Saved data entries
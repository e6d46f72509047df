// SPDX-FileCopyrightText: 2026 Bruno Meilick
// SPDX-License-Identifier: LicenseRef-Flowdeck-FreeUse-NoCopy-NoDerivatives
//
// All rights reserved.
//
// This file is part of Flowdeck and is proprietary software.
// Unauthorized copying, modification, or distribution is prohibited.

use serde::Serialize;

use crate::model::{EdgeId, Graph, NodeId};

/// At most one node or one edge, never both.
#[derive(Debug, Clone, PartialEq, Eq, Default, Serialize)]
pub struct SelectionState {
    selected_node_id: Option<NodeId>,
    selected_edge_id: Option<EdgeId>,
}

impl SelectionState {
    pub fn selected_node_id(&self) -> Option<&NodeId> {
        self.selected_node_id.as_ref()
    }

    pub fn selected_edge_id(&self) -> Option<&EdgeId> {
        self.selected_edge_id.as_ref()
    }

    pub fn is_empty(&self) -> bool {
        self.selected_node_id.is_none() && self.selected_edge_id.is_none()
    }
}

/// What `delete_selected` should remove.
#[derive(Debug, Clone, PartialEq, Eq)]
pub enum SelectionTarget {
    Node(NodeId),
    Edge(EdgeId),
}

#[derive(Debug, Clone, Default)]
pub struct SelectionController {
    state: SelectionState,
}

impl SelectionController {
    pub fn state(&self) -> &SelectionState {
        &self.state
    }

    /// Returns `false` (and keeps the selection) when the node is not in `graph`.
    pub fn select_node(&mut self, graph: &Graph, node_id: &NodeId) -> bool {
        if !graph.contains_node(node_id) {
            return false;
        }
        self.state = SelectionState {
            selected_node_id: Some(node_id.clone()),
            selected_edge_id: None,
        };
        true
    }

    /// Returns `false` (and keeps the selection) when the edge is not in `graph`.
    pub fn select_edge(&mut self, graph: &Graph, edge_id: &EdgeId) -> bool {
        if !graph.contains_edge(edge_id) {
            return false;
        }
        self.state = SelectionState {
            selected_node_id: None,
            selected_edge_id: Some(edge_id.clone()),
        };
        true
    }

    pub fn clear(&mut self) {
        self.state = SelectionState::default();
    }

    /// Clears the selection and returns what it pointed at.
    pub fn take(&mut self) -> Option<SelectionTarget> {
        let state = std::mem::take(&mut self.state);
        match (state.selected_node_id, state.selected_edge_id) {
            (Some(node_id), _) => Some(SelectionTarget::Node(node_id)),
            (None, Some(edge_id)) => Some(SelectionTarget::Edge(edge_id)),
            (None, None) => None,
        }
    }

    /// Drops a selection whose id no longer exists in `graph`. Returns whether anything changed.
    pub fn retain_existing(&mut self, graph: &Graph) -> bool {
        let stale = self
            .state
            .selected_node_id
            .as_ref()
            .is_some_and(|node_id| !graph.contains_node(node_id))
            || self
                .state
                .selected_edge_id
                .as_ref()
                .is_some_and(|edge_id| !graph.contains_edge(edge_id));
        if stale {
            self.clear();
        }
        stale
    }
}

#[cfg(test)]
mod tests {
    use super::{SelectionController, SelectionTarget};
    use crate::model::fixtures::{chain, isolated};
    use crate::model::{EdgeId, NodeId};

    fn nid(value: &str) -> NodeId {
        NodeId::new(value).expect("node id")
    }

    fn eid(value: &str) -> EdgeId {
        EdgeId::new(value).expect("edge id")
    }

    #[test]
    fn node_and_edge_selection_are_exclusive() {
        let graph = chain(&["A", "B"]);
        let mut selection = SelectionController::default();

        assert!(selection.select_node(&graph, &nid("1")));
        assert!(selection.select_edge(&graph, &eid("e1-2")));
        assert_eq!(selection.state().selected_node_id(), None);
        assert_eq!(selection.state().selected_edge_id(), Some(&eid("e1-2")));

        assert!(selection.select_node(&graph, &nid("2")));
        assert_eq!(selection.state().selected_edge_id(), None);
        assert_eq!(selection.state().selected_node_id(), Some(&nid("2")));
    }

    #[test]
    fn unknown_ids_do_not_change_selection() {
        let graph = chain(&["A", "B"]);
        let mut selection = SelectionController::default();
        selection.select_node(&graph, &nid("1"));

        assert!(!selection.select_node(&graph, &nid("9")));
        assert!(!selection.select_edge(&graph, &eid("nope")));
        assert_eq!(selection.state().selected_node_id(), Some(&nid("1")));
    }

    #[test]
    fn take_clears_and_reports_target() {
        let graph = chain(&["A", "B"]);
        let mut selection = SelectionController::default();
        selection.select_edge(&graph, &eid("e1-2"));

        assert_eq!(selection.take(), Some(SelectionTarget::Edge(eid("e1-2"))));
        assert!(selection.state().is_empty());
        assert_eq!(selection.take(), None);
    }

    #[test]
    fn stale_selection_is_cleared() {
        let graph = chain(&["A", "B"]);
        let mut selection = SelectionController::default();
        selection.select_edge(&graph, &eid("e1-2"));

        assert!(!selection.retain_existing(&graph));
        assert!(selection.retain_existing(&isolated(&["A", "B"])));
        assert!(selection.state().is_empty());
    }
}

# Problem
Each line of the entries above that has the word "false" is to be copied.

# Solution for this task
    /// Returns `false` (and keeps the selection) when the node is not in `graph`.
            return false;
    /// Returns `false` (and keeps the selection) when the edge is not in `graph`.
            return false;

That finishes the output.